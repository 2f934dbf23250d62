use crate::link::{MISSING, MISSING_F64};
use crate::status::Status;
use serde::{Deserialize, Serialize};

/// Peak readings from one `gpu_burn` run on a single GPU.
///
/// Fields stay at their sentinels when the run printed no progress line.
#[derive(Debug, Clone, PartialEq, Serialize, Deserialize)]
pub struct BurnRecord {
    pub gpu: usize,
    pub max_gflops: f64,
    pub max_temp_c: i64,
    /// Highest compare error count seen in a progress line.
    pub errors: i64,
    /// gpu_burn's own verdict line said FAULTY.
    pub faulty: bool,
    pub status: Status,
}

impl BurnRecord {
    pub fn new(gpu: usize) -> Self {
        Self {
            gpu,
            max_gflops: MISSING_F64,
            max_temp_c: MISSING,
            errors: MISSING,
            faulty: false,
            status: Status::Passed,
        }
    }

    pub fn has_samples(&self) -> bool {
        self.max_gflops != MISSING_F64
    }
}
//! Pure decision logic over normalized records.
//!
//! Nothing in this crate runs a command or touches the filesystem; every
//! function maps records and thresholds to verdicts.

pub mod aggregate;
pub mod classify;
pub mod diff;
pub mod fabric;
pub mod flaps;
pub mod gpu;

pub use aggregate::{HostSummary, RunSummary, failing_keys, failures_first, sort_records, summarize};
pub use classify::{ClassificationPolicy, LinkThresholds, classify, classify_all};
pub use diff::{FailureDiff, diff_failures};
pub use flaps::{FlapWindow, apply_flaps, count_flaps};
pub use gpu::GpuThresholds;
use std::fmt;

/// Result type for nodehealth-core operations
pub type Result<T> = std::result::Result<T, Error>;

#[derive(Debug)]
pub enum Error {
    /// IO operation failed
    Io(std::io::Error),

    /// Host pattern could not be expanded
    InvalidHostPattern(String),
}

impl fmt::Display for Error {
    fn fmt(&self, f: &mut fmt::Formatter<'_>) -> fmt::Result {
        match self {
            Error::Io(err) => write!(f, "IO error: {}", err),
            Error::InvalidHostPattern(p) => write!(f, "Invalid host pattern: '{}'", p),
        }
    }
}

impl std::error::Error for Error {
    fn source(&self) -> Option<&(dyn std::error::Error + 'static)> {
        match self {
            Error::Io(err) => Some(err),
            Error::InvalidHostPattern(_) => None,
        }
    }
}

impl From<std::io::Error> for Error {
    fn from(err: std::io::Error) -> Self {
        Error::Io(err)
    }
}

### Exercise
Write out the lines from the one containing "self.max_gflops != MISSING_F64" through the last line of the records above. Include both of those lines and nothing else.

### Result
        self.max_gflops != MISSING_F64
    }
}
//! Pure decision logic over normalized records.
//!
//! Nothing in this crate runs a command or touches the filesystem; every
//! function maps records and thresholds to verdicts.

pub mod aggregate;
pub mod classify;
pub mod diff;
pub mod fabric;
pub mod flaps;
pub mod gpu;

pub use aggregate::{HostSummary, RunSummary, failing_keys, failures_first, sort_records, summarize};
pub use classify::{ClassificationPolicy, LinkThresholds, classify, classify_all};
pub use diff::{FailureDiff, diff_failures};
pub use flaps::{FlapWindow, apply_flaps, count_flaps};
pub use gpu::GpuThresholds;
use std::fmt;

/// Result type for nodehealth-core operations
pub type Result<T> = std::result::Result<T, Error>;

#[derive(Debug)]
pub enum Error {
    /// IO operation failed
    Io(std::io::Error),

    /// Host pattern could not be expanded
    InvalidHostPattern(String),
}

impl fmt::Display for Error {
    fn fmt(&self, f: &mut fmt::Formatter<'_>) -> fmt::Result {
        match self {
            Error::Io(err) => write!(f, "IO error: {}", err),
            Error::InvalidHostPattern(p) => write!(f, "Invalid host pattern: '{}'", p),
        }
    }
}

impl std::error::Error for Error {
    fn source(&self) -> Option<&(dyn std::error::Error + 'static)> {
        match self {
            Error::Io(err) => Some(err),
            Error::InvalidHostPattern(_) => None,
        }
    }
}

impl From<std::io::Error> for Error {
    fn from(err: std::io::Error) -> Self {
        Error::Io(err)
    }
}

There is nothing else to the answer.